Downtown Waterfront Renaissance

For a city with such a dynamic maritime history and fun downtown docks area, it’s strange that Seattle doesn’t have an abundance of great little waterfront hotels. The piers are full of character, with their lively ferry terminal, seafood restaurants (Ivar’s is a landmark) and kooky stores—you must visit Sylvester the Mummy at Ye Olde Curiosity Shop. Yet as far as lodgings go, The Edgewater has long been the only contender, still capitalizing on a photo op of the Beatles fishing out one of the guestroom windows. But with the recent gentrification of adjacent Belltown, it was only a matter of time before some savvy hotel group demanded a share of this prime Elliott Bay location. Who could have guessed that the group would be Marriott, and that their challenger would be a real winner that suits Seattle’s discreet, classically simple demeanor?

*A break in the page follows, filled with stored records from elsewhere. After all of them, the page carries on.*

use axum::body::Body;
use axum::http::{Request, StatusCode};
use tower::ServiceExt;

mod common;

#[tokio::test]
async fn test_health_root() {
    let app = common::create_test_app().await;

    let response = app
        .oneshot(
            Request::builder()
                .uri("/health")
                .body(Body::empty())
                .unwrap(),
        )
        .await
        .unwrap();

    assert!(
        response.status() == StatusCode::OK || response.status() == StatusCode::SERVICE_UNAVAILABLE
    );
}

#[tokio::test]
async fn test_health_live() {
    let app = common::create_test_app().await;

    let response = app
        .oneshot(
            Request::builder()
                .uri("/health/live")
                .body(Body::empty())
                .unwrap(),
        )
        .await
        .unwrap();

    assert_eq!(response.status(), StatusCode::OK);
}

#[tokio::test]
async fn test_health_info() {
    let app = common::create_test_app().await;

    let response = app
        .oneshot(
            Request::builder()
                .uri("/health/info")
                .body(Body::empty())
                .unwrap(),
        )
        .await
        .unwrap();

    assert_eq!(response.status(), StatusCode::OK);
}

#[tokio::test]
async fn test_404_not_found() {
    let app = common::create_test_app().await;

    let response = app
        .oneshot(
            Request::builder()
                .uri("/nonexistent/path")
                .body(Body::empty())
                .unwrap(),
        )
        .await
        .unwrap();

    assert_eq!(response.status(), StatusCode::NOT_FOUND);
}

#[tokio::test]
async fn test_review_rejects_unknown_feedback() {
    let app = common::create_test_app().await;

    let response = app
        .oneshot(
            Request::builder()
                .method("POST")
                .uri("/api/words/review")
                .header("content-type", "application/json")
                .body(Body::from(
                    r#"{"progressId":"p1","feedback":"green"}"#,
                ))
                .unwrap(),
        )
        .await
        .unwrap();

    assert_eq!(response.status(), StatusCode::BAD_REQUEST);
}

#[tokio::test]
async fn test_review_requires_target_id() {
    let app = common::create_test_app().await;

    let response = app
        .oneshot(
            Request::builder()
                .method("POST")
                .uri("/api/words/review")
                .header("content-type", "application/json")
                .body(Body::from(r#"{"feedback":"remember"}"#))
                .unwrap(),
        )
        .await
        .unwrap();

    assert_eq!(response.status(), StatusCode::BAD_REQUEST);
}

#[tokio::test]
async fn test_review_rejects_malformed_body() {
    let app = common::create_test_app().await;

    let response = app
        .oneshot(
            Request::builder()
                .method("POST")
                .uri("/api/words/review")
                .header("content-type", "application/json")
                .body(Body::from("not json"))
                .unwrap(),
        )
        .await
        .unwrap();

    assert_eq!(response.status(), StatusCode::BAD_REQUEST);
}

#[tokio::test]
async fn test_review_list_unavailable_without_database() {
    let app = common::create_test_app().await;

    let response = app
        .oneshot(
            Request::builder()
                .uri("/api/words/review-list?limit=5")
                .body(Body::empty())
                .unwrap(),
        )
        .await
        .unwrap();

    assert_eq!(response.status(), StatusCode::SERVICE_UNAVAILABLE);
}

#[tokio::test]
async fn test_admin_words_requires_token() {
    let app = common::create_test_app().await;

    let response = app
        .oneshot(
            Request::builder()
                .uri("/api/admin/words")
                .body(Body::empty())
                .unwrap(),
        )
        .await
        .unwrap();

    assert_eq!(response.status(), StatusCode::UNAUTHORIZED);
}

#[tokio::test]
async fn test_admin_words_rejects_wrong_token() {
    let app = common::create_test_app().await;

    let response = app
        .oneshot(
            Request::builder()
                .uri("/api/admin/words")
                .header("authorization", "Bearer wrong-secret")
                .body(Body::empty())
                .unwrap(),
        )
        .await
        .unwrap();

    assert_eq!(response.status(), StatusCode::UNAUTHORIZED);
}

#[tokio::test]
async fn test_admin_words_accepts_token_but_needs_database() {
    let app = common::create_test_app().await;

    let response = app
        .oneshot(
            Request::builder()
                .uri("/api/admin/words")
                .header("authorization", "Bearer test-admin-secret")
                .body(Body::empty())
                .unwrap(),
        )
        .await
        .unwrap();

    assert_eq!(response.status(), StatusCode::SERVICE_UNAVAILABLE);
}

#[tokio::test]
async fn test_batch_import_requires_token() {
    let app = common::create_test_app().await;

    let response = app
        .oneshot(
            Request::builder()
                .method("POST")
                .uri("/api/admin/words/batch")
                .header("content-type", "application/json")
                .body(Body::from(r#"{"words":"apple 苹果"}"#))
                .unwrap(),
        )
        .await
        .unwrap();

    assert_eq!(response.status(), StatusCode::UNAUTHORIZED);
}

#[tokio::test]
async fn test_batch_import_rejects_empty_input() {
    let app = common::create_test_app().await;

    let response = app
        .oneshot(
            Request::builder()
                .method("POST")
                .uri("/api/admin/words/batch")
                .header("authorization", "Bearer test-admin-secret")
                .header("content-type", "application/json")
                .body(Body::from(r#"{"words":"   "}"#))
                .unwrap(),
        )
        .await
        .unwrap();

    assert_eq!(response.status(), StatusCode::BAD_REQUEST);
}

#[tokio::test]
async fn test_admin_quote_update_requires_token() {
    let app = common::create_test_app().await;

    let response = app
        .oneshot(
            Request::builder()
                .method("PUT")
                .uri("/api/admin/quote")
                .header("content-type", "application/json")
                .body(Body::from(r#"{"quotes":["加油"]}"#))
                .unwrap(),
        )
        .await
        .unwrap();

    assert_eq!(response.status(), StatusCode::UNAUTHORIZED);
}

We’re well aware that one of the reasons hotels avoided this area for so long was the none-too-pretty, bi-level Highway 99, which severs the waterfront from downtown, leaving just a meager strip between the roadway and the bay. The Marriott has triumphed over this problem by simply not putting any windows on its backside. Although views of downtown can’t help take in the highway, the focus is on Mt. Rainier, Puget Sound and sunsets over the Olympic Mountains—we love room 801 because you get a full panorama. As for the windows, they’re astonishingly soundproofed.

Eye-catching Lobby
Waterfront Suite

The area the Marriott inhabits, at the north end of the piers, has seen a flourishing of condos in recent years. Northwest in architecture (low rise with simple lines), the hotel fits into its surroundings. Many of the 358 guestrooms have balconies, although we wish they were bigger. You can step outside for an intoxicating whiff of saltwater and creosote, but there isn’t room for a chair, so that you can sit out and read over a cup of morning coffee. The rooms are nicely done in soothing colors and a traditional European-inspired décor, with a few unique touches here and there: an intricately carved headboard that looks as if it came from Bali, or an artful vase arranged on a dresser.

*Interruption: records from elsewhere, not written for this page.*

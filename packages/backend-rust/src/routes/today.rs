use axum::body::Body;
use axum::extract::State;
use axum::http::{Request, StatusCode};
use axum::response::{IntoResponse, Response};
use axum::Json;
use chrono::{DateTime, NaiveTime, Utc};
use serde::Serialize;
use sqlx::PgPool;

use crate::response::json_error;
use crate::services::review::DEFAULT_USER_ID;
use crate::state::AppState;

use super::{map_word_row, WordPayload, WORD_COLUMNS};

#[derive(Serialize)]
#[serde(rename_all = "camelCase")]
struct TodayResponse {
    new_words: Vec<NewWordEntry>,
    stats: TodayStats,
}

#[derive(Serialize)]
#[serde(rename_all = "camelCase")]
struct NewWordEntry {
    word_id: String,
    word: WordPayload,
}

#[derive(Serialize)]
#[serde(rename_all = "camelCase")]
struct TodayStats {
    new_count: usize,
    learning_count: i64,
}

pub async fn today_words(State(state): State<AppState>, _req: Request<Body>) -> Response {
    let Some(proxy) = state.db_proxy() else {
        return json_error(
            StatusCode::SERVICE_UNAVAILABLE,
            "SERVICE_UNAVAILABLE",
            "服务不可用",
        )
        .into_response();
    };

    let quota = state.config().daily_new_words;
    match build_today(proxy.pool(), DEFAULT_USER_ID, quota, Utc::now()).await {
        Ok(payload) => Json(payload).into_response(),
        Err(err) => {
            tracing::warn!(error = %err, "today feed query failed");
            json_error(
                StatusCode::INTERNAL_SERVER_ERROR,
                "INTERNAL_ERROR",
                "服务器内部错误",
            )
            .into_response()
        }
    }
}

async fn build_today(
    pool: &PgPool,
    user_id: &str,
    daily_quota: i64,
    now: DateTime<Utc>,
) -> Result<TodayResponse, sqlx::Error> {
    let today_start = now.date_naive().and_time(NaiveTime::MIN);

    // Words whose progress was touched today while still at the bottom of
    // the ladder count against the daily quota
    let new_words_today: i64 = sqlx::query_scalar(
        r#"
        SELECT COUNT(*) FROM "user_progress"
        WHERE "userId" = $1 AND "lastReviewedAt" >= $2 AND "stage" <= 1
        "#,
    )
    .bind(user_id)
    .bind(today_start)
    .fetch_one(pool)
    .await?;

    let needed = (daily_quota - new_words_today).max(0);
    let mut new_words: Vec<WordPayload> = Vec::new();

    if needed > 0 {
        // Custom words first, stock words fill the rest
        new_words = select_unlearned_words(pool, user_id, true, needed).await?;
        let remaining = needed - new_words.len() as i64;
        if remaining > 0 {
            new_words.extend(select_unlearned_words(pool, user_id, false, remaining).await?);
        }
    }

    let learning_count: i64 = sqlx::query_scalar(
        r#"SELECT COUNT(*) FROM "user_progress" WHERE "userId" = $1 AND "status" = 'LEARNING'"#,
    )
    .bind(user_id)
    .fetch_one(pool)
    .await?;

    Ok(TodayResponse {
        stats: TodayStats {
            new_count: new_words.len(),
            learning_count,
        },
        new_words: new_words
            .into_iter()
            .map(|word| NewWordEntry {
                word_id: word.id.clone(),
                word,
            })
            .collect(),
    })
}

async fn select_unlearned_words(
    pool: &PgPool,
    user_id: &str,
    custom: bool,
    limit: i64,
) -> Result<Vec<WordPayload>, sqlx::Error> {
    let sql = format!(
        r#"
        SELECT {WORD_COLUMNS}
        FROM "words" w
        WHERE w."isCustom" = $2
          AND NOT EXISTS (
            SELECT 1 FROM "user_progress" p
            WHERE p."wordId" = w."id" AND p."userId" = $1
          )
        ORDER BY w."createdAt" ASC
        LIMIT $3
        "#
    );

    let rows = sqlx::query(&sql)
        .bind(user_id)
        .bind(custom)
        .bind(limit)
        .fetch_all(pool)
        .await?;

    Ok(rows.iter().map(map_word_row).collect())
}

Also caught by our style radar were the imported glass artwork and mosaic tile wall panels in the public spaces. Even the meeting rooms on the lower level offer eye-catching touches, such as the navy blue leather in the Executive Boardroom---known on the inside as the “Command Center”—and marble inlays on the floor of the fabulous ladies room. Most dramatic, though, is the arcade that connects the hotel to its Fish Club restaurant. This theatrical gallery features small alcoves decorated with elegant glass pendant lamps and harlequin colored drapery. Each has its own private table and gazes across the trolley line (there’s a stop right outside) and two and a half mile waterfront jogging path to the bay.

Imported Glass Artwork
The Fish Club

The Fish Club is the first Seattle offering from Todd English’s The Olive Group. This urbane space—with its chef’s table, cool English-designed oven in the open kitchen and intimate Club Room for private dining—is run by executive chef Chris Ainsworth, whose warm personality fits right in at this northwest haunt. Ainsworth opened the restaurant for English, and has created a creative but not too fussy menu based on the venue’s inspiration: the fishing villages of the Mediterranean.

Because the hotel attracts so many business travelers (it’s right next door to the Trade Center and across the street from Bell Harbor International Conference Center), the rooms come with all the expected amenities, such as high-speed Internet access and work desks. There’s also an executive level that includes breakfast to the tune of CNN in a private lounge and evening wine and hors d’oeuvres. Those execs that want to conduct small meetings in their rooms can choose a waterfront suite, in which meeting friendly areas are held separate from the bedrooms.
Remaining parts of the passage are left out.